Among the entries below, which lines include the string "child"? Show each one.

Data for this task: Begin

//! WorldModel: concept hierarchy consulted by the reasoner.
//!
//! The engine only depends on the [`WorldModel`] trait. [`ConceptGraph`] is the
//! in-memory implementation loaded from a JSON/YAML node/edge file.

use crate::error::MeaningResult;
use crate::files;
use serde::{Deserialize, Serialize};
use std::collections::{BTreeMap, BTreeSet, VecDeque};
use std::path::Path;
use tracing::info;

pub const IS_A: &str = "is_a";

/// A concept node with free-form attributes.
#[derive(Debug, Clone, PartialEq, Serialize, Deserialize)]
pub struct ConceptNode {
    pub id: String,
    #[serde(default)]
    pub attributes: BTreeMap<String, serde_json::Value>,
}

#[derive(Debug, Clone, PartialEq, Serialize, Deserialize)]
pub struct ConceptEdge {
    pub source: String,
    pub target: String,
    #[serde(default = "default_relationship", alias = "label")]
    pub relationship: String,
}

fn default_relationship() -> String {
    IS_A.to_string()
}

/// Read-only knowledge-graph boundary.
pub trait WorldModel: Send + Sync {
    fn has_node(&self, id: &str) -> bool;

    /// Transitive closure over `is_a` edges, excluding `id` itself.
    fn get_all_supertypes(&self, id: &str) -> BTreeSet<String>;

    /// Direct neighbours of `id`, optionally restricted to one relationship label.
    fn find_related(&self, id: &str, relationship: Option<&str>) -> Vec<ConceptNode>;
}

#[derive(Debug, Default, Deserialize)]
struct GraphFile {
    #[serde(default)]
    nodes: Vec<ConceptNode>,
    #[serde(default)]
    edges: Vec<ConceptEdge>,
}

/// In-memory concept graph.
#[derive(Debug, Clone, Default)]
pub struct ConceptGraph {
    nodes: BTreeMap<String, ConceptNode>,
    /// source -> outgoing edges in insertion order
    outgoing: BTreeMap<String, Vec<ConceptEdge>>,
}

impl ConceptGraph {
    pub fn new() -> Self {
        Self::default()
    }

    pub fn load(path: &Path) -> MeaningResult<Self> {
        let file: GraphFile = files::read_definition(path)?;
        let mut graph = Self::new();
        for node in file.nodes {
            graph.add_node(node);
        }
        for edge in file.edges {
            graph.add_edge(&edge.source, &edge.target, &edge.relationship);
        }
        info!(
            target: "meaning::world_model",
            path = %path.display(),
            nodes = graph.node_count(),
            "Loaded world model"
        );
        Ok(graph)
    }

    pub fn add_node(&mut self, node: ConceptNode) {
        self.nodes.insert(node.id.clone(), node);
    }

    fn ensure_node(&mut self, id: &str) {
        self.nodes.entry(id.to_string()).or_insert_with(|| ConceptNode {
            id: id.to_string(),
            attributes: BTreeMap::new(),
        });
    }

    /// Add an edge; unknown endpoints are created implicitly.
    pub fn add_edge(&mut self, source: &str, target: &str, relationship: &str) {
        self.ensure_node(source);
        self.ensure_node(target);
        self.outgoing
            .entry(source.to_string())
            .or_default()
            .push(ConceptEdge {
                source: source.to_string(),
                target: target.to_string(),
                relationship: relationship.to_string(),
            });
    }

    pub fn add_is_a(&mut self, child: &str, parent: &str) {
        self.add_edge(child, parent, IS_A);
    }

    pub fn node_count(&self) -> usize {
        self.nodes.len()
    }

    pub fn edge_count(&self) -> usize {
        self.outgoing.values().map(Vec::len).sum()
    }
}

impl WorldModel for ConceptGraph {
    fn has_node(&self, id: &str) -> bool {
        self.nodes.contains_key(id)
    }

    fn get_all_supertypes(&self, id: &str) -> BTreeSet<String> {
        let mut seen = BTreeSet::new();
        let mut queue = VecDeque::from([id.to_string()]);
        while let Some(current) = queue.pop_front() {
            for edge in self.outgoing.get(&current).into_iter().flatten() {
                if edge.relationship == IS_A && edge.target != id && seen.insert(edge.target.clone()) {
                    queue.push_back(edge.target.clone());
                }
            }
        }
        seen
    }

    fn find_related(&self, id: &str, relationship: Option<&str>) -> Vec<ConceptNode> {
        self.outgoing
            .get(id)
            .into_iter()
            .flatten()
            .filter(|e| relationship.map(|r| r == e.relationship).unwrap_or(true))
            .filter_map(|e| self.nodes.get(&e.target).cloned())
            .collect()
    }
}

Data for this task: End

Solution to this problem
    pub fn add_is_a(&mut self, child: &str, parent: &str) {
        self.add_edge(child, parent, IS_A);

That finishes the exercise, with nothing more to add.